Le bras de fer entre Madrid et la Catalogne se poursuit

Les Catalans pourront voter le 9 novembre sur leur indépendance. Un vote "symbolique" qui irrite cependant Madrid. Mais la stratégie de Mariano Rajoy est de plus en plus risquée.
Manifestation indépendantiste à Barcelone.

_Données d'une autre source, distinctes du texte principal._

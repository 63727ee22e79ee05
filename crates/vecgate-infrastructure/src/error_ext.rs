//! Error extension utilities
//!
//! Context extension methods that turn foreign errors into domain errors.

use std::fmt;
use vecgate_domain::error::{Error, Result};

/// Extension trait for adding context to errors
///
/// # Example
///
/// ```ignore
/// use vecgate_infrastructure::error_ext::ErrorContext;
///
/// let content = std::fs::read_to_string(&path)
///     .io_context(format!("Failed to read config file: {}", path.display()))?;
///
/// let parsed = figment.extract::<AppConfig>().config_context("Invalid configuration")?;
/// ```
pub trait ErrorContext<T> {
    /// Add context to a Result, converting the error to our domain Error type
    fn context<C>(self, context: C) -> Result<T>
    where
        C: fmt::Display + Send + Sync + 'static;

    /// Add context with lazy evaluation for expensive context creation
    fn with_context<C, F>(self, f: F) -> Result<T>
    where
        C: fmt::Display + Send + Sync + 'static,
        F: FnOnce() -> C;

    /// Add context for I/O operations
    fn io_context<C>(self, context: C) -> Result<T>
    where
        C: fmt::Display + Send + Sync + 'static,
        Self: Sized;

    /// Add context for configuration operations
    fn config_context<C>(self, context: C) -> Result<T>
    where
        C: fmt::Display + Send + Sync + 'static,
        Self: Sized;
}

impl<T, E> ErrorContext<T> for std::result::Result<T, E>
where
    E: std::error::Error + Send + Sync + 'static,
{
    fn context<C>(self, context: C) -> Result<T>
    where
        C: fmt::Display + Send + Sync + 'static,
    {
        self.map_err(|err| Error::Infrastructure {
            message: format!("{context}: {err}"),
            source: Some(Box::new(err)),
        })
    }

    fn with_context<C, F>(self, f: F) -> Result<T>
    where
        C: fmt::Display + Send + Sync + 'static,
        F: FnOnce() -> C,
    {
        self.map_err(|err| Error::Infrastructure {
            message: format!("{}: {err}", f()),
            source: Some(Box::new(err)),
        })
    }

    fn io_context<C>(self, context: C) -> Result<T>
    where
        C: fmt::Display + Send + Sync + 'static,
        Self: Sized,
    {
        self.map_err(|err| Error::Io {
            message: format!("{context}: {err}"),
            source: Some(Box::new(err)),
        })
    }

    fn config_context<C>(self, context: C) -> Result<T>
    where
        C: fmt::Display + Send + Sync + 'static,
        Self: Sized,
    {
        self.map_err(|err| Error::Configuration {
            message: format!("{context}: {err}"),
            source: Some(Box::new(err)),
        })
    }
}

Dans une semaine exactement, le dimanche 9 novembre, les électeurs catalans pourront se rendre dans la plupart des mairies de leur région pour « voter. » Sur les bulletins, ils devront répondre à une ou deux de ces questions : la Catalogne doit-elle devenir un Etat ? Et si oui, cet Etat doit-il être indépendant ? Ce « référendum » n'aura cependant aucune valeur légale, il ne s'agit que d'une consultation indicative et symbolique.

Pourquoi le vote a lieu

Le 14 octobre en effet, le président de la Generalitat, le gouvernement régional de Catalogne, Artur Mas, a suspendu son décret de convocation du référendum du 9 novembre qui était quasi-assuré d'être censuré par le Tribunal Constitutionnel (TC) espagnol. Mais il avait maintenu le vote du 9 novembre devenu très symbolique en Catalogne. C'était aussi un moyen, en cas de forte mobilisation de l'électorat catalan, d'exercer une forte pression sur Madrid pour contraindre le gouvernement Rajoy à négocier. C'était enfin, dans la perspective de futures élections « plébiscitaires », autrement dit centrées sur la question de l'indépendance, un moyen de tester l'opinion publique régionale.

Vraie consultation

Car ce référendum « symbolique » aura toutes les caractéristiques d'une vraie consultation. Les municipalités ont largement décidé de jouer le jeu en ouvrant les  bureaux de vote. Selon les derniers chiffres connus et rapportés par le quotidien El Periodico, 638 des 647 mairies de la région ouvriront un bureau de vote pendant deux semaines. Ceci devrait permettre à la quasi-totalité des Catalans de s'exprimer s'ils le désirent. Il faudra effectivement attendre les chiffres de participation, mais toutes les conditions sont remplies pour rendre ce vote du 9 novembre représentatif.

Recours de Madrid

D'où l'inquiétude de Madrid qui croyait à tort le 14 octobre avoir maté la révolte catalane. Du coup, le président du gouvernement espagnol, Mariano Rajoy a décidé de porter la question de ce vote « symbolique » devant le Tribunal Constitutionnel espagnol pour « protéger l'état de droit et la démocratie. » Plus que jamais, le TC semble bel et bien le meilleur allié du gouvernement de Madrid dans sa stratégie - bien peu réussie pour le moment - d'endiguement du mouvement indépendantiste catalan.

Que fera le TC ?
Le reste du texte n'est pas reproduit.